What the task asks:
Filter the records below for the word "instead". Keep each line that has it.

Supplied records:
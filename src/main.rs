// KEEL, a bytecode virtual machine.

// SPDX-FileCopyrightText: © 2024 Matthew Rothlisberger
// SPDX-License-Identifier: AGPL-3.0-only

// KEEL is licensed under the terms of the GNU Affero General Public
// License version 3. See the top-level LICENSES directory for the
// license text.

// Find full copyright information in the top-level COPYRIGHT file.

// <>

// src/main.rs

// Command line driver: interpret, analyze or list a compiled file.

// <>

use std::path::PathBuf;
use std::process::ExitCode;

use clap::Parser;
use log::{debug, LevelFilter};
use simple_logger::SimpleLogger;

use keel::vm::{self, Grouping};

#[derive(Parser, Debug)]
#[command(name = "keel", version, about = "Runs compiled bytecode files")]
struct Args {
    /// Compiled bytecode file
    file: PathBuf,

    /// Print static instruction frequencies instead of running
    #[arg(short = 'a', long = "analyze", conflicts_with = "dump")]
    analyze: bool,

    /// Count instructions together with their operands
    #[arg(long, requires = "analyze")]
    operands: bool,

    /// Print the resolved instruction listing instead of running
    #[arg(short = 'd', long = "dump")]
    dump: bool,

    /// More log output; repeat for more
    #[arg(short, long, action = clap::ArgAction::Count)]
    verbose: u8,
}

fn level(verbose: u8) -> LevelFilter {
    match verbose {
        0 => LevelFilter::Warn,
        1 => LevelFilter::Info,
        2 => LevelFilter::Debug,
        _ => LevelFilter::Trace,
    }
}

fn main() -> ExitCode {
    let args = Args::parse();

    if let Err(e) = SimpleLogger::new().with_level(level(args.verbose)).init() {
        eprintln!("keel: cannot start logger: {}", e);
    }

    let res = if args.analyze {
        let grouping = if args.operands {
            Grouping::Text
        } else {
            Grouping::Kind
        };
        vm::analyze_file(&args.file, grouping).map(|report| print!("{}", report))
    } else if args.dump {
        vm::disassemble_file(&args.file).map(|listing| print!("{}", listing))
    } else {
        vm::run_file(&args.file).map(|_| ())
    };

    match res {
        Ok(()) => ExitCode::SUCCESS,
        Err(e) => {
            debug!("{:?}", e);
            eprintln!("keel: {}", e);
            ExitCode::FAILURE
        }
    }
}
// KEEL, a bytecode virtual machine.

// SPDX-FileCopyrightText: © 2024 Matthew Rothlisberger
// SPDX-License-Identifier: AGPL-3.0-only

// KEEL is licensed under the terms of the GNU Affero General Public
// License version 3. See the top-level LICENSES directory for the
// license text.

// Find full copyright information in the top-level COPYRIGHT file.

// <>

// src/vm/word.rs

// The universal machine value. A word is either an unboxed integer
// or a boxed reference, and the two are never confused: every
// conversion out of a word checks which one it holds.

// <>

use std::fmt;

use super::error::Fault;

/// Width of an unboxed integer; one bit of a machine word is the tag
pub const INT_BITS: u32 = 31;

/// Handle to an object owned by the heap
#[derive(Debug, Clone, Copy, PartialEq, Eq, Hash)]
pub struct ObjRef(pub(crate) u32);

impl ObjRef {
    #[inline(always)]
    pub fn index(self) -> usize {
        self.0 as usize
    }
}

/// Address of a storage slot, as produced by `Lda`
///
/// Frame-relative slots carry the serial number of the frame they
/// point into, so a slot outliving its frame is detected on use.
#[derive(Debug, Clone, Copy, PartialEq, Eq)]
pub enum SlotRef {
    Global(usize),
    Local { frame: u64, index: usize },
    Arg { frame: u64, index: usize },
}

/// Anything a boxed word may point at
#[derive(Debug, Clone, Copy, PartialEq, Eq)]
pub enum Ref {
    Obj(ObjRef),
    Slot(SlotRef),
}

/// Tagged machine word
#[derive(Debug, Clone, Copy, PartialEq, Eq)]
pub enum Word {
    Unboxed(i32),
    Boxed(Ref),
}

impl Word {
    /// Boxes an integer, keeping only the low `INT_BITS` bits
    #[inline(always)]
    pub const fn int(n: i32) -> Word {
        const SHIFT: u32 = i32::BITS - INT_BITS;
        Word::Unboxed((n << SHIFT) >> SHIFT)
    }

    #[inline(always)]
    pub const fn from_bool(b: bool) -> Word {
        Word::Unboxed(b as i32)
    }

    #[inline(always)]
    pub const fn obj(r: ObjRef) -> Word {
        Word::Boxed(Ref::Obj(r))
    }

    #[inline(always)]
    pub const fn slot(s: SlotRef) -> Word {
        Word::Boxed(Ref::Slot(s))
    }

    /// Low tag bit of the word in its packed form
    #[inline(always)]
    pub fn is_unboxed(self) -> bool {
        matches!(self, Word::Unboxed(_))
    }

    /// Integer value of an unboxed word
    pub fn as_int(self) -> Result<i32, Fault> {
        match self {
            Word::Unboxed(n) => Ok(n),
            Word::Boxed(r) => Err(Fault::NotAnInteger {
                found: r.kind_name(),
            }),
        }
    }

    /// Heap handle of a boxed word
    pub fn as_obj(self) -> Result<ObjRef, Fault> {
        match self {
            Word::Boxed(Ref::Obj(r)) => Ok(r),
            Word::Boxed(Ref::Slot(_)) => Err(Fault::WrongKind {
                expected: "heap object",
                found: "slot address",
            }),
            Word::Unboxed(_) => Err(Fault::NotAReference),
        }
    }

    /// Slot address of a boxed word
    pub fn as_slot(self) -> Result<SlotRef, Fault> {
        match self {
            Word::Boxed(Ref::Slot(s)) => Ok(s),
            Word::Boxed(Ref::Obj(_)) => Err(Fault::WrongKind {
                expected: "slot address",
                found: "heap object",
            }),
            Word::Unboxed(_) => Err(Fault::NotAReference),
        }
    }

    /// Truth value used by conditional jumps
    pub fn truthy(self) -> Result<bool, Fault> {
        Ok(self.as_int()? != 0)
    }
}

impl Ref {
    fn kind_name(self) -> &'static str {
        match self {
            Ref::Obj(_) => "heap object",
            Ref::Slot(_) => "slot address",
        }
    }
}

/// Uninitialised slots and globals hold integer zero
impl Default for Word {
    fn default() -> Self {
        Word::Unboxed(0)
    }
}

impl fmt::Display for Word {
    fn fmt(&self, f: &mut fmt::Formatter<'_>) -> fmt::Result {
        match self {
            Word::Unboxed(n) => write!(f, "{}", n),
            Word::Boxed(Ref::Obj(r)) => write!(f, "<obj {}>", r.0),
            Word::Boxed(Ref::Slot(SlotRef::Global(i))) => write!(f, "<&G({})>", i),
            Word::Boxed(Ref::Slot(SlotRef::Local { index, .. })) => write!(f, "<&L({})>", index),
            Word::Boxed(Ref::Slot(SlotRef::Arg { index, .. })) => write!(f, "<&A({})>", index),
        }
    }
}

--

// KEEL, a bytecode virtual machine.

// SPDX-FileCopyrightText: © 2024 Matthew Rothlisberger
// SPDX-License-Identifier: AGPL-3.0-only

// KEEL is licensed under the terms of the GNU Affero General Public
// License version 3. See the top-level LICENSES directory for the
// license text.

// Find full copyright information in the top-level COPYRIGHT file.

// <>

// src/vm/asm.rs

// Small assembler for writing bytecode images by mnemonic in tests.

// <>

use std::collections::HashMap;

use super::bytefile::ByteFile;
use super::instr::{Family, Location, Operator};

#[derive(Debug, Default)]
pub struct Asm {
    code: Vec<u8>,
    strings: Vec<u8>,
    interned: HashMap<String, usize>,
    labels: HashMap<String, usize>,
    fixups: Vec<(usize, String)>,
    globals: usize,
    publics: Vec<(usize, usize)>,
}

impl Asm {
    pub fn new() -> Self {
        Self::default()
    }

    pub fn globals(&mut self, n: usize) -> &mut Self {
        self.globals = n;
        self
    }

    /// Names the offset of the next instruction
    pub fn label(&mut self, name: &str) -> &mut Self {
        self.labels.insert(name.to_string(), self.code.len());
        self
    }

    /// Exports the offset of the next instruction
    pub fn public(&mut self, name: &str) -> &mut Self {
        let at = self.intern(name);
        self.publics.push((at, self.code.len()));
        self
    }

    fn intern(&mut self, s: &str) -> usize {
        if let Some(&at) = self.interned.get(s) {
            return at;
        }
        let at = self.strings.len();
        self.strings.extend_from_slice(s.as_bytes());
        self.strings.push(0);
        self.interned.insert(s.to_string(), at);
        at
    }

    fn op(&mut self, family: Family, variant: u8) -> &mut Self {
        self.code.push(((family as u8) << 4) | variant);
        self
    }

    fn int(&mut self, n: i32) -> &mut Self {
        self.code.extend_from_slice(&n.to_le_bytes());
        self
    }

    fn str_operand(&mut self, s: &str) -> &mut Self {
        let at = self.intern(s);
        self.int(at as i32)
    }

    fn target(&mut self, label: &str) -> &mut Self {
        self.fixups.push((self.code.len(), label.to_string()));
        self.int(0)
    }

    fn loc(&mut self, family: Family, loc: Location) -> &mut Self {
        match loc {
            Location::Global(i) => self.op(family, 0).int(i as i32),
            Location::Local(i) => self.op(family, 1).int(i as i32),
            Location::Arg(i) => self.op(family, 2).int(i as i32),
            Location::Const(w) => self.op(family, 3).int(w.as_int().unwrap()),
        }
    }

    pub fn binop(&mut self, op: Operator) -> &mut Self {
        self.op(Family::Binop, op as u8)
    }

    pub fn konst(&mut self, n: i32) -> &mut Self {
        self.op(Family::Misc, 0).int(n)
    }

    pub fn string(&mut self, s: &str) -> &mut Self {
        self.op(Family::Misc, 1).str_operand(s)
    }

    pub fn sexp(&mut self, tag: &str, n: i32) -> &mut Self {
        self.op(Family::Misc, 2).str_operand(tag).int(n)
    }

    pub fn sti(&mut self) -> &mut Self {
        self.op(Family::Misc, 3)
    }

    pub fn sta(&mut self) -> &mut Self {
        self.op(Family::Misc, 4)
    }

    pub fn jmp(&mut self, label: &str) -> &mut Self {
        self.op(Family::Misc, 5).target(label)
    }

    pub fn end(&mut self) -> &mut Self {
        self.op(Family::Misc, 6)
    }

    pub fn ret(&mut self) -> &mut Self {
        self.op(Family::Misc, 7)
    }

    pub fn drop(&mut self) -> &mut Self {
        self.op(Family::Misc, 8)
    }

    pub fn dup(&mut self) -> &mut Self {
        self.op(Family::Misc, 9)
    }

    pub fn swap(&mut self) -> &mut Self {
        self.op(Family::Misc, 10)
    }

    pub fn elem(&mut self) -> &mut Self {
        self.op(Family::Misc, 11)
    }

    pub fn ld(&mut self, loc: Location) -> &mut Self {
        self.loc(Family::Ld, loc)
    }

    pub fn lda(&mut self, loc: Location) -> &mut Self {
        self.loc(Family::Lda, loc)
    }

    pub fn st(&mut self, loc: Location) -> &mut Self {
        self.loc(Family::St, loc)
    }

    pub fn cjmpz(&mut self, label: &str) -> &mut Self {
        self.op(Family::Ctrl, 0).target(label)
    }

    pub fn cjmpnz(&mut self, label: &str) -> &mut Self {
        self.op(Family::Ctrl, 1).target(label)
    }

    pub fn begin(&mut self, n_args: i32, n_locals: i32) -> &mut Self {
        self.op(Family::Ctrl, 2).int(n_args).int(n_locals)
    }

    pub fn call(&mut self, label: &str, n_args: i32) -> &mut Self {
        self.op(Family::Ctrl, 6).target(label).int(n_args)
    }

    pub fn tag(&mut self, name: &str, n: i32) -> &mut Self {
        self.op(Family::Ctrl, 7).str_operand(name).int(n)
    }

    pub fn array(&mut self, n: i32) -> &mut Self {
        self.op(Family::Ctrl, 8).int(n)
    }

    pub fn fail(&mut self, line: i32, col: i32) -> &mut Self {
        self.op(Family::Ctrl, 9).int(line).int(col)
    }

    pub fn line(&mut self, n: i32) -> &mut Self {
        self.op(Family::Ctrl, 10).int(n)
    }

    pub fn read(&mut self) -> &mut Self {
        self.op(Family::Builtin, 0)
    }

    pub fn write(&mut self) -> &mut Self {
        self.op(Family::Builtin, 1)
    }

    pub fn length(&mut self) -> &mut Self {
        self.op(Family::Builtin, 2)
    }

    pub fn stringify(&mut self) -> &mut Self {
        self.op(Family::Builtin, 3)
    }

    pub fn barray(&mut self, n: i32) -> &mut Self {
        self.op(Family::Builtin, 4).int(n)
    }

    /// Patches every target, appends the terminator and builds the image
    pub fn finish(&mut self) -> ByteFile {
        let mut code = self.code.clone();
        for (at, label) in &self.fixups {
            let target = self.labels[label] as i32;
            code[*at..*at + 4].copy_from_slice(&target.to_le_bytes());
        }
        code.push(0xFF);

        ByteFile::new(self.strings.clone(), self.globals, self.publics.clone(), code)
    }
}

Answer for this exercise:
    /// Print static instruction frequencies instead of running
    /// Print the resolved instruction listing instead of running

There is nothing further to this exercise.